> **Task brief**
Instruction for the data below: set down exactly the lines from the line with "pub struct MemoryPreferences" to the line with "fn get(&self, key: PrefKey)", inclusive, and no others.

▬▬▬▬▬▬

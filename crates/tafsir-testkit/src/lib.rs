// Copyright 2026 Phillip Cloud
// Licensed under the Apache License, Version 2.0

use anyhow::{Result, anyhow, bail};
use std::collections::{BTreeMap, BTreeSet, VecDeque};
use std::sync::Mutex;
use tafsir_app::{
    AyahDisplayData, Language, PrefKey, PreferenceStore, ReaderEvent, ReaderState, Revelation,
    SearchProvider, SearchResult, Surah, SurahId, Translation, VerseProvider, VersePosition,
    execute_request,
};

/// Transliteration, gloss, ayah count and revelation for every surah, in order.
pub const SURAH_TABLE: [(&str, &str, u16, Revelation); 114] = [
    ("Al-Faatiha", "The Opening", 7, Revelation::Meccan),
    ("Al-Baqara", "The Cow", 286, Revelation::Medinan),
    ("Aal-i-Imraan", "The Family of Imraan", 200, Revelation::Medinan),
    ("An-Nisaa", "The Women", 176, Revelation::Medinan),
    ("Al-Maaida", "The Table", 120, Revelation::Medinan),
    ("Al-An'aam", "The Cattle", 165, Revelation::Meccan),
    ("Al-A'raaf", "The Heights", 206, Revelation::Meccan),
    ("Al-Anfaal", "The Spoils of War", 75, Revelation::Medinan),
    ("At-Tawba", "The Repentance", 129, Revelation::Medinan),
    ("Yunus", "Jonas", 109, Revelation::Meccan),
    ("Hud", "Hud", 123, Revelation::Meccan),
    ("Yusuf", "Joseph", 111, Revelation::Meccan),
    ("Ar-Ra'd", "The Thunder", 43, Revelation::Meccan),
    ("Ibrahim", "Abraham", 52, Revelation::Meccan),
    ("Al-Hijr", "The Rock", 99, Revelation::Meccan),
    ("An-Nahl", "The Bee", 128, Revelation::Meccan),
    ("Al-Israa", "The Night Journey", 111, Revelation::Meccan),
    ("Al-Kahf", "The Cave", 110, Revelation::Meccan),
    ("Maryam", "Mary", 98, Revelation::Meccan),
    ("Taa-Haa", "Taa-Haa", 135, Revelation::Meccan),
    ("Al-Anbiyaa", "The Prophets", 112, Revelation::Meccan),
    ("Al-Hajj", "The Pilgrimage", 78, Revelation::Medinan),
    ("Al-Muminoon", "The Believers", 118, Revelation::Meccan),
    ("An-Noor", "The Light", 64, Revelation::Medinan),
    ("Al-Furqaan", "The Criterion", 77, Revelation::Meccan),
    ("Ash-Shu'araa", "The Poets", 227, Revelation::Meccan),
    ("An-Naml", "The Ant", 93, Revelation::Meccan),
    ("Al-Qasas", "The Stories", 88, Revelation::Meccan),
    ("Al-Ankaboot", "The Spider", 69, Revelation::Meccan),
    ("Ar-Room", "The Romans", 60, Revelation::Meccan),
    ("Luqman", "Luqman", 34, Revelation::Meccan),
    ("As-Sajda", "The Prostration", 30, Revelation::Meccan),
    ("Al-Ahzaab", "The Clans", 73, Revelation::Medinan),
    ("Saba", "Sheba", 54, Revelation::Meccan),
    ("Faatir", "The Originator", 45, Revelation::Meccan),
    ("Yaseen", "Yaseen", 83, Revelation::Meccan),
    ("As-Saaffaat", "Those drawn up in Ranks", 182, Revelation::Meccan),
    ("Saad", "The letter Saad", 88, Revelation::Meccan),
    ("Az-Zumar", "The Groups", 75, Revelation::Meccan),
    ("Ghafir", "The Forgiver", 85, Revelation::Meccan),
    ("Fussilat", "Explained in detail", 54, Revelation::Meccan),
    ("Ash-Shura", "Consultation", 53, Revelation::Meccan),
    ("Az-Zukhruf", "Ornaments of gold", 89, Revelation::Meccan),
    ("Ad-Dukhaan", "The Smoke", 59, Revelation::Meccan),
    ("Al-Jaathiya", "Crouching", 37, Revelation::Meccan),
    ("Al-Ahqaf", "The Dunes", 35, Revelation::Meccan),
    ("Muhammad", "Muhammad", 38, Revelation::Medinan),
    ("Al-Fath", "The Victory", 29, Revelation::Medinan),
    ("Al-Hujuraat", "The Inner Apartments", 18, Revelation::Medinan),
    ("Qaaf", "The letter Qaaf", 45, Revelation::Meccan),
    ("Adh-Dhaariyat", "The Winnowing Winds", 60, Revelation::Meccan),
    ("At-Tur", "The Mount", 49, Revelation::Meccan),
    ("An-Najm", "The Star", 62, Revelation::Meccan),
    ("Al-Qamar", "The Moon", 55, Revelation::Meccan),
    ("Ar-Rahmaan", "The Beneficent", 78, Revelation::Medinan),
    ("Al-Waaqia", "The Inevitable", 96, Revelation::Meccan),
    ("Al-Hadid", "The Iron", 29, Revelation::Medinan),
    ("Al-Mujaadila", "The Pleading Woman", 22, Revelation::Medinan),
    ("Al-Hashr", "The Exile", 24, Revelation::Medinan),
    ("Al-Mumtahana", "She that is to be examined", 13, Revelation::Medinan),
    ("As-Saff", "The Ranks", 14, Revelation::Medinan),
    ("Al-Jumu'a", "Friday", 11, Revelation::Medinan),
    ("Al-Munaafiqoon", "The Hypocrites", 11, Revelation::Medinan),
    ("At-Taghaabun", "Mutual Disillusion", 18, Revelation::Medinan),
    ("At-Talaaq", "Divorce", 12, Revelation::Medinan),
    ("At-Tahrim", "The Prohibition", 12, Revelation::Medinan),
    ("Al-Mulk", "The Sovereignty", 30, Revelation::Meccan),
    ("Al-Qalam", "The Pen", 52, Revelation::Meccan),
    ("Al-Haaqqa", "The Reality", 52, Revelation::Meccan),
    ("Al-Ma'aarij", "The Ascending Stairways", 44, Revelation::Meccan),
    ("Nooh", "Noah", 28, Revelation::Meccan),
    ("Al-Jinn", "The Jinn", 28, Revelation::Meccan),
    ("Al-Muzzammil", "The Enshrouded One", 20, Revelation::Meccan),
    ("Al-Muddaththir", "The Cloaked One", 56, Revelation::Meccan),
    ("Al-Qiyaama", "The Resurrection", 40, Revelation::Meccan),
    ("Al-Insaan", "Man", 31, Revelation::Medinan),
    ("Al-Mursalaat", "The Emissaries", 50, Revelation::Meccan),
    ("An-Naba", "The Announcement", 40, Revelation::Meccan),
    ("An-Naazi'aat", "Those who drag forth", 46, Revelation::Meccan),
    ("Abasa", "He frowned", 42, Revelation::Meccan),
    ("At-Takwir", "The Overthrowing", 29, Revelation::Meccan),
    ("Al-Infitaar", "The Cleaving", 19, Revelation::Meccan),
    ("Al-Mutaffifin", "Defrauding", 36, Revelation::Meccan),
    ("Al-Inshiqaaq", "The Splitting Open", 25, Revelation::Meccan),
    ("Al-Burooj", "The Constellations", 22, Revelation::Meccan),
    ("At-Taariq", "The Morning Star", 17, Revelation::Meccan),
    ("Al-A'laa", "The Most High", 19, Revelation::Meccan),
    ("Al-Ghaashiya", "The Overwhelming", 26, Revelation::Meccan),
    ("Al-Fajr", "The Dawn", 30, Revelation::Meccan),
    ("Al-Balad", "The City", 20, Revelation::Meccan),
    ("Ash-Shams", "The Sun", 15, Revelation::Meccan),
    ("Al-Lail", "The Night", 21, Revelation::Meccan),
    ("Ad-Dhuhaa", "The Morning Hours", 11, Revelation::Meccan),
    ("Ash-Sharh", "The Consolation", 8, Revelation::Meccan),
    ("At-Tin", "The Fig", 8, Revelation::Meccan),
    ("Al-Alaq", "The Clot", 19, Revelation::Meccan),
    ("Al-Qadr", "The Power, Fate", 5, Revelation::Meccan),
    ("Al-Bayyina", "The Evidence", 8, Revelation::Medinan),
    ("Az-Zalzala", "The Earthquake", 8, Revelation::Medinan),
    ("Al-Aadiyaat", "The Chargers", 11, Revelation::Meccan),
    ("Al-Qaari'a", "The Calamity", 11, Revelation::Meccan),
    ("At-Takaathur", "Competition", 8, Revelation::Meccan),
    ("Al-Asr", "The Declining Day, Epoch", 3, Revelation::Meccan),
    ("Al-Humaza", "The Traducer", 9, Revelation::Meccan),
    ("Al-Fil", "The Elephant", 5, Revelation::Meccan),
    ("Quraish", "Quraysh", 4, Revelation::Meccan),
    ("Al-Maa'un", "Almsgiving", 7, Revelation::Meccan),
    ("Al-Kawthar", "Abundance", 3, Revelation::Meccan),
    ("Al-Kaafiroon", "The Disbelievers", 6, Revelation::Meccan),
    ("An-Nasr", "Divine Support", 3, Revelation::Medinan),
    ("Al-Masad", "The Palm Fibre", 5, Revelation::Meccan),
    ("Al-Ikhlaas", "Sincerity", 4, Revelation::Meccan),
    ("Al-Falaq", "The Dawn", 5, Revelation::Meccan),
    ("An-Naas", "Mankind", 6, Revelation::Meccan),
];

pub const TOTAL_AYAHS: u32 = 6236;

const ARABIC_DIGITS: [char; 10] = ['٠', '١', '٢', '٣', '٤', '٥', '٦', '٧', '٨', '٩'];

fn arabic_number(value: u16) -> String {
    value
        .to_string()
        .chars()
        .filter_map(|digit| digit.to_digit(10))
        .map(|digit| ARABIC_DIGITS[digit as usize])
        .collect()
}

pub fn surah_id(value: u16) -> SurahId {
    SurahId::new(value).unwrap_or_else(|| panic!("surah id {value} is outside 1..=114"))
}

pub fn sample_surahs() -> Vec<Surah> {
    SurahId::all()
        .zip(SURAH_TABLE)
        .map(
            |(id, (transliteration, translation, verse_count, revelation))| Surah {
                id,
                verse_count,
                name: format!("سورة {}", arabic_number(id.get())),
                transliteration: transliteration.to_owned(),
                translation: translation.to_owned(),
                revelation,
            },
        )
        .collect()
}

pub fn sample_surah(id: u16) -> Surah {
    sample_surahs()
        .into_iter()
        .nth(usize::from(id.saturating_sub(1)))
        .unwrap_or_else(|| panic!("surah id {id} is outside 1..=114"))
}

pub fn sample_verse(surah: &Surah, ayah: u16) -> AyahDisplayData {
    let position = VersePosition::new(surah.id, ayah);
    AyahDisplayData {
        position,
        arabic: format!("{} {}", surah.name, arabic_number(ayah)),
        primary: Translation {
            edition: "en.sahih".to_owned(),
            text: format!("Sahih International {position}"),
        },
        secondary: Translation {
            edition: "en.asad".to_owned(),
            text: format!("Muhammad Asad {position}"),
        },
        surah_name: surah.name.clone(),
        surah_transliteration: surah.transliteration.clone(),
        surah_translation: surah.translation.clone(),
        verse_count: surah.verse_count,
        juz: None,
        page: None,
    }
}

/// Full corpus served from memory. Positions in `failing` return an error.
#[derive(Debug, Default)]
pub struct InMemoryCorpus {
    surahs: Vec<Surah>,
    failing: Mutex<BTreeSet<VersePosition>>,
    fail_chapters: bool,
    fetched: Mutex<Vec<VersePosition>>,
}

impl InMemoryCorpus {
    pub fn new() -> Self {
        Self {
            surahs: sample_surahs(),
            ..Self::default()
        }
    }

    pub fn unavailable() -> Self {
        Self {
            fail_chapters: true,
            ..Self::new()
        }
    }

    pub fn fail_at(&self, position: VersePosition) {
        lock(&self.failing).insert(position);
    }

    pub fn fetched(&self) -> Vec<VersePosition> {
        lock(&self.fetched).clone()
    }
}

impl VerseProvider for InMemoryCorpus {
    fn list_chapters(&self) -> Result<Vec<Surah>> {
        if self.fail_chapters {
            bail!("cannot reach verse service");
        }
        Ok(self.surahs.clone())
    }

    fn get_verse(&self, surah: SurahId, ayah: u16) -> Result<AyahDisplayData> {
        let position = VersePosition::new(surah, ayah);
        lock(&self.fetched).push(position);
        if lock(&self.failing).contains(&position) {
            bail!("verse {position} unavailable");
        }

        let chapter = self
            .surahs
            .iter()
            .find(|candidate| candidate.id == surah)
            .ok_or_else(|| anyhow!("surah {surah} not found"))?;
        if !chapter.contains_ayah(ayah) {
            bail!("verse {position} not found");
        }
        Ok(sample_verse(chapter, ayah))
    }
}

#[derive(Debug, Clone, PartialEq, Eq)]
pub enum SearchCall {
    Search { query: String, language: Language },
    Commentary { position: VersePosition, language: Language },
    Overview { surah: SurahId, name: String, language: Language },
}

/// Returns queued outcomes in order; an empty queue yields an error.
#[derive(Debug, Default)]
pub struct ScriptedSearch {
    results: Mutex<VecDeque<Result<Vec<SearchResult>, String>>>,
    texts: Mutex<VecDeque<Result<String, String>>>,
    calls: Mutex<Vec<SearchCall>>,
}

impl ScriptedSearch {
    pub fn new() -> Self {
        Self::default()
    }

    pub fn push_results(&self, results: Vec<SearchResult>) {
        lock(&self.results).push_back(Ok(results));
    }

    pub fn push_search_error(&self, message: &str) {
        lock(&self.results).push_back(Err(message.to_owned()));
    }

    pub fn push_text(&self, text: &str) {
        lock(&self.texts).push_back(Ok(text.to_owned()));
    }

    pub fn push_text_error(&self, message: &str) {
        lock(&self.texts).push_back(Err(message.to_owned()));
    }

    pub fn calls(&self) -> Vec<SearchCall> {
        lock(&self.calls).clone()
    }

    fn next_text(&self) -> Result<String> {
        match lock(&self.texts).pop_front() {
            Some(Ok(text)) => Ok(text),
            Some(Err(message)) => Err(anyhow!(message)),
            None => bail!("no scripted text left"),
        }
    }
}

impl SearchProvider for ScriptedSearch {
    fn search(
        &self,
        query: &str,
        language: Language,
        _chapters: &[Surah],
    ) -> Result<Vec<SearchResult>> {
        lock(&self.calls).push(SearchCall::Search {
            query: query.to_owned(),
            language,
        });
        match lock(&self.results).pop_front() {
            Some(Ok(results)) => Ok(results),
            Some(Err(message)) => Err(anyhow!(message)),
            None => bail!("no scripted search results left"),
        }
    }

    fn generate_commentary(&self, verse: &AyahDisplayData, language: Language) -> Result<String> {
        lock(&self.calls).push(SearchCall::Commentary {
            position: verse.position,
            language,
        });
        self.next_text()
    }

    fn generate_chapter_overview(
        &self,
        chapter_name: &str,
        chapter_id: SurahId,
        language: Language,
    ) -> Result<String> {
        lock(&self.calls).push(SearchCall::Overview {
            surah: chapter_id,
            name: chapter_name.to_owned(),
            language,
        });
        self.next_text()
    }
}

#[derive(Debug, Default)]
pub struct MemoryPreferences {
    values: Mutex<BTreeMap<&'static str, String>>,
    fail_writes: bool,
}

impl MemoryPreferences {
    pub fn new() -> Self {
        Self::default()
    }

    pub fn read_only() -> Self {
        Self {
            fail_writes: true,
            ..Self::default()
        }
    }

    pub fn with(self, key: PrefKey, value: &str) -> Self {
        lock(&self.values).insert(key.as_str(), value.to_owned());
        self
    }
}

impl PreferenceStore for MemoryPreferences {
    fn get(&self, key: PrefKey) -> Result<Option<String>> {
        Ok(lock(&self.values).get(key.as_str()).cloned())
    }

    fn set(&self, key: PrefKey, value: &str) -> Result<()> {
        if self.fail_writes {
            bail!("preference store is read-only");
        }
        lock(&self.values).insert(key.as_str(), value.to_owned());
        Ok(())
    }
}

/// Resolves every request in `events` (and any follow-ups) in issue order.
pub fn settle(
    state: &mut ReaderState,
    events: Vec<ReaderEvent>,
    corpus: &dyn VerseProvider,
    search: &dyn SearchProvider,
) -> Vec<ReaderEvent> {
    let mut pending: VecDeque<ReaderEvent> = events.into();
    let mut seen = Vec::new();
    while let Some(event) = pending.pop_front() {
        if let ReaderEvent::Requested(request) = &event {
            let response = execute_request(request, &state.chapters, corpus, search);
            pending.extend(state.apply(response));
        }
        seen.push(event);
    }
    seen
}

/// A state with the full surah list already loaded.
pub fn loaded_state() -> ReaderState {
    let mut state = ReaderState::default();
    state.chapters = sample_surahs();
    state
}

fn lock<T>(mutex: &Mutex<T>) -> std::sync::MutexGuard<'_, T> {
    match mutex.lock() {
        Ok(guard) => guard,
        Err(poisoned) => poisoned.into_inner(),
    }
}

▬▬▬▬▬▬

> **Exercise answer**
pub struct MemoryPreferences {
    values: Mutex<BTreeMap<&'static str, String>>,
    fail_writes: bool,
}

impl MemoryPreferences {
    pub fn new() -> Self {
        Self::default()
    }

    pub fn read_only() -> Self {
        Self {
            fail_writes: true,
            ..Self::default()
        }
    }

    pub fn with(self, key: PrefKey, value: &str) -> Self {
        lock(&self.values).insert(key.as_str(), value.to_owned());
        self
    }
}

impl PreferenceStore for MemoryPreferences {
    fn get(&self, key: PrefKey) -> Result<Option<String>> {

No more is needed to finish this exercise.